Em
publicação na rede Truth Social, Trump fez duras críticas ao pontífice,
classificando-o como “fraco” e questionando sua atuação tanto na
condução da Igreja Católica quanto em temas de política externa. O presidente
norte-americano também afirmou que o Papa estaria cedendo a pressões
ideológicas e deveria se concentrar exclusivamente em sua missão religiosa.
As
declarações surgem como resposta direta às recentes manifestações do Papa Leão
XIV, que criticou duramente a postura dos Estados Unidos diante do conflito com
o Irã.
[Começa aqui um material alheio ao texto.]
/// Generate CSS custom properties from color config.
///
/// Dark values are bound to the `.dark` class marker on the root element, not
/// to `prefers-color-scheme` — the page has an in-page toggle, so the marker
/// is the single source of truth for the active palette.
pub fn generate_color_css(colors: &ColorConfig) -> String {
    format!(
        r#":root {{
    --color-bg: {light_bg};
    --color-surface: {light_surface};
    --color-text: {light_text};
    --color-text-muted: {light_text_muted};
    --color-border: {light_border};
    --color-accent: {light_accent};
    --color-accent-text: {light_accent_text};
}}

:root.dark {{
    --color-bg: {dark_bg};
    --color-surface: {dark_surface};
    --color-text: {dark_text};
    --color-text-muted: {dark_text_muted};
    --color-border: {dark_border};
    --color-accent: {dark_accent};
    --color-accent-text: {dark_accent_text};
}}"#,
        light_bg = colors.light.background,
        light_surface = colors.light.surface,
        light_text = colors.light.text,
        light_text_muted = colors.light.text_muted,
        light_border = colors.light.border,
        light_accent = colors.light.accent,
        light_accent_text = colors.light.accent_text,
        dark_bg = colors.dark.background,
        dark_surface = colors.dark.surface,
        dark_text = colors.dark.text,
        dark_text_muted = colors.dark.text_muted,
        dark_border = colors.dark.border,
        dark_accent = colors.dark.accent,
        dark_accent_text = colors.dark.accent_text,
    )
}

/// Generate CSS custom properties from animation config.
pub fn generate_animation_css(animation: &AnimationConfig) -> String {
    format!(
        r#":root {{
    --reveal-duration: {duration}ms;
    --reveal-shift: {shift};
}}"#,
        duration = animation.duration_ms,
        shift = animation.translate_y,
    )
}

#[cfg(test)]
mod tests {
    use super::*;
    use tempfile::TempDir;

    #[test]
    fn default_config_has_colors() {
        let config = SiteConfig::default();
        assert_eq!(config.colors.light.background, "#ffffff");
        assert_eq!(config.colors.dark.background, "#020617");
    }

    #[test]
    fn default_theme_is_dark_without_persistence() {
        let config = SiteConfig::default();
        assert_eq!(config.theme.initial_mode, ThemeMode::Dark);
        assert!(!config.theme.persist);
    }

    #[test]
    fn default_animation_settings() {
        let config = SiteConfig::default();
        assert!(config.animation.enabled);
        assert_eq!(config.animation.duration_ms, 450);
        assert_eq!(config.animation.stagger_ms, 60);
        assert_eq!(config.animation.translate_y, "16px");
    }

    #[test]
    fn parse_partial_config() {
        let toml = r##"
[colors.light]
background = "#fafafa"
"##;
        let config: SiteConfig = toml::from_str(toml).unwrap();
        // Overridden value
        assert_eq!(config.colors.light.background, "#fafafa");
        // Default values preserved
        assert_eq!(config.colors.light.text, "#0f172a");
        assert_eq!(config.colors.dark.background, "#020617");
        assert_eq!(config.theme.initial_mode, ThemeMode::Dark);
    }

    #[test]
    fn parse_theme_mode() {
        let toml = r#"
[theme]
initial_mode = "light"
persist = true
"#;
        let config: SiteConfig = toml::from_str(toml).unwrap();
        assert_eq!(config.theme.initial_mode, ThemeMode::Light);
        assert!(config.theme.persist);
    }

    #[test]
    fn parse_invalid_theme_mode_rejected() {
        let toml = r#"
[theme]
initial_mode = "sepia"
"#;
        let result: Result<SiteConfig, _> = toml::from_str(toml);
        assert!(result.is_err());
    }

    // =========================================================================
    // load_config tests
    // =========================================================================

    #[test]
    fn load_config_returns_default_when_no_file() {
        let tmp = TempDir::new().unwrap();
        let config = load_config(tmp.path()).unwrap();
        assert_eq!(config.theme.initial_mode, ThemeMode::Dark);
        assert_eq!(config.colors.light.background, "#ffffff");
    }

    #[test]
    fn load_config_reads_file() {
        let tmp = TempDir::new().unwrap();
        fs::write(
            tmp.path().join("config.toml"),
            r##"
[colors.dark]
background = "#111111"

[animation]
duration_ms = 300
"##,
        )
        .unwrap();

        let config = load_config(tmp.path()).unwrap();
        assert_eq!(config.colors.dark.background, "#111111");
        assert_eq!(config.animation.duration_ms, 300);
        // Unspecified values should be defaults
        assert_eq!(config.colors.light.background, "#ffffff");
        assert_eq!(config.animation.stagger_ms, 60);
    }

    #[test]
    fn load_config_invalid_toml_is_error() {
        let tmp = TempDir::new().unwrap();
        fs::write(tmp.path().join("config.toml"), "this is not valid toml [[[").unwrap();
        let result = load_config(tmp.path());
        assert!(matches!(result, Err(ConfigError::Toml(_))));
    }

    #[test]
    fn load_config_validates_values() {
        let tmp = TempDir::new().unwrap();
        fs::write(
            tmp.path().join("config.toml"),
            r#"
[animation]
duration_ms = 0
"#,
        )
        .unwrap();
        let result = load_config(tmp.path());
        assert!(matches!(result, Err(ConfigError::Validation(_))));
    }

    // =========================================================================
    // CSS generation tests
    // =========================================================================

    #[test]
    fn generate_css_uses_config_colors() {
        let mut colors = ColorConfig::default();
        colors.light.background = "#f0f0f0".to_string();
        colors.dark.background = "#1a1a1a".to_string();

        let css = generate_color_css(&colors);
        assert!(css.contains("--color-bg: #f0f0f0"));
        assert!(css.contains("--color-bg: #1a1a1a"));
    }

    #[test]
    fn generate_css_includes_all_variables() {
        let css = generate_color_css(&ColorConfig::default());
        for var in [
            "--color-bg:",
            "--color-surface:",
            "--color-text:",
            "--color-text-muted:",
            "--color-border:",
            "--color-accent:",
            "--color-accent-text:",
        ] {
            assert!(css.contains(var), "missing {var}");
        }
    }

    #[test]
    fn dark_colors_bound_to_class_marker_not_media_query() {
        let css = generate_color_css(&ColorConfig::default());
        assert!(css.contains(":root.dark"));
        assert!(!css.contains("prefers-color-scheme"));
    }

    #[test]
    fn generate_animation_css_variables() {
        let css = generate_animation_css(&AnimationConfig::default());
        assert!(css.contains("--reveal-duration: 450ms"));
        assert!(css.contains("--reveal-shift: 16px"));
    }

    // =========================================================================
    // merge_toml tests
    // =========================================================================

    #[test]
    fn merge_toml_scalar_override() {
        let base: toml::Value = toml::from_str(r#"duration_ms = 450"#).unwrap();
        let overlay: toml::Value = toml::from_str(r#"duration_ms = 200"#).unwrap();
        let merged = merge_toml(base, overlay);
        assert_eq!(merged.get("duration_ms").unwrap().as_integer(), Some(200));
    }

    #[test]
    fn merge_toml_table_merge() {
        let base: toml::Value = toml::from_str(
            r#"
[animation]
duration_ms = 450
stagger_ms = 60
"#,
        )
        .unwrap();
        let overlay: toml::Value = toml::from_str(
            r#"
[animation]
duration_ms = 200
"#,
        )
        .unwrap();
        let merged = merge_toml(base, overlay);
        let animation = merged.get("animation").unwrap();
        assert_eq!(
            animation.get("duration_ms").unwrap().as_integer(),
            Some(200)
        );
        // stagger preserved from base
        assert_eq!(animation.get("stagger_ms").unwrap().as_integer(), Some(60));
    }

    #[test]
    fn merge_toml_deep_nested() {
        let base: toml::Value = toml::from_str(
            r##"
[colors.light]
background = "#fff"
text = "#000"
"##,
        )
        .unwrap();
        let overlay: toml::Value = toml::from_str(
            r##"
[colors.light]
background = "#fafafa"
"##,
        )
        .unwrap();
        let merged = merge_toml(base, overlay);
        let light = merged.get("colors").unwrap().get("light").unwrap();
        assert_eq!(light.get("background").unwrap().as_str(), Some("#fafafa"));
        assert_eq!(light.get("text").unwrap().as_str(), Some("#000"));
    }

    // =========================================================================
    // Unknown key rejection tests
    // =========================================================================

    #[test]
    fn unknown_key_rejected() {
        let toml_str = r#"
[animation]
duraton_ms = 450
"#;
        let result: Result<SiteConfig, _> = toml::from_str(toml_str);
        assert!(result.is_err());
        let err = result.unwrap_err().to_string();
        assert!(err.contains("unknown field"));
    }

    #[test]
    fn unknown_section_rejected() {
        let toml_str = r#"
[animations]
enabled = false
"#;
        let result: Result<SiteConfig, _> = toml::from_str(toml_str);
        assert!(result.is_err());
    }

    // =========================================================================
    // Validation tests
    // =========================================================================

    #[test]
    fn validate_default_config_passes() {
        assert!(SiteConfig::default().validate().is_ok());
    }

    #[test]
    fn validate_duration_bounds() {
        let mut config = SiteConfig::default();
        config.animation.duration_ms = 5000;
        assert!(config.validate().is_ok());

        config.animation.duration_ms = 5001;
        assert!(config.validate().is_err());

        config.animation.duration_ms = 0;
        assert!(config.validate().is_err());
    }

    #[test]
    fn validate_stagger_bounds() {
        let mut config = SiteConfig::default();
        config.animation.stagger_ms = 1000;
        assert!(config.validate().is_ok());

        config.animation.stagger_ms = 1001;
        let err = config.validate().unwrap_err();
        assert!(err.to_string().contains("stagger"));
    }

    // =========================================================================
    // stock_config_toml tests
    // =========================================================================

    #[test]
    fn stock_config_toml_is_valid_toml() {
        let content = stock_config_toml();
        let _: toml::Value = toml::from_str(content).expect("stock config must be valid TOML");
    }

    #[test]
    fn stock_config_toml_roundtrips_to_defaults() {
        let config: SiteConfig = toml::from_str(stock_config_toml()).unwrap();
        assert_eq!(config.theme.initial_mode, ThemeMode::Dark);
        assert!(!config.theme.persist);
        assert_eq!(config.animation.duration_ms, 450);
        assert_eq!(config.colors.light.background, "#ffffff");
        assert_eq!(config.colors.dark.background, "#020617");
    }

    #[test]
    fn stock_config_toml_contains_all_sections() {
        let content = stock_config_toml();
        assert!(content.contains("[theme]"));
        assert!(content.contains("[animation]"));
        assert!(content.contains("[colors.light]"));
        assert!(content.contains("[colors.dark]"));
    }

    // =========================================================================
    // resolve_config / stock_defaults_value tests
    // =========================================================================

    #[test]
    fn resolve_config_with_no_overlay() {
        let config = resolve_config(stock_defaults_value(), None).unwrap();
        assert_eq!(config.animation.duration_ms, 450);
    }

    #[test]
    fn resolve_config_with_overlay() {
        let overlay: toml::Value = toml::from_str(
            r#"
[theme]
initial_mode = "light"
"#,
        )
        .unwrap();
        let config = resolve_config(stock_defaults_value(), Some(overlay)).unwrap();
        assert_eq!(config.theme.initial_mode, ThemeMode::Light);
        // Other fields preserved from defaults
        assert!(config.animation.enabled);
    }

    #[test]
    fn stock_defaults_value_has_all_sections() {
        let val = stock_defaults_value();
        assert!(val.get("colors").is_some());
        assert!(val.get("theme").is_some());
        assert!(val.get("animation").is_some());
    }
}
O pontífice classificou como “inaceitáveis” ameaças
envolvendo a destruição de uma nação, destacando que tais discursos ferem
princípios morais e o direito internacional.
Em
outra manifestação pública, o líder da Igreja Católica reforçou seu
posicionamento contrário à guerra, afirmando que “Deus não abençoa
conflitos” e defendendo o diálogo como caminho para a paz, em
contraposição à escalada militar.
No
ataque mais recente, Trump também questionou a legitimidade da eleição de Leão
XIV, sugerindo que sua escolha teria motivações políticas ligadas à sua
nacionalidade americana — declaração que ampliou a repercussão internacional e
acentuou o tom de confronto.
Especialistas
avaliam que o embate revela não apenas divergências pessoais, mas uma disputa
simbólica entre duas formas de liderança global: de um lado, o poder político e
militar; do outro, a autoridade moral e espiritual representada pelo Vaticano.
O episódio marca um novo capítulo nas tensões entre líderes políticos e religiosos em um cenário internacional já pressionado por conflitos geopolíticos, ampliando o debate sobre os limites entre fé, diplomacia e poder.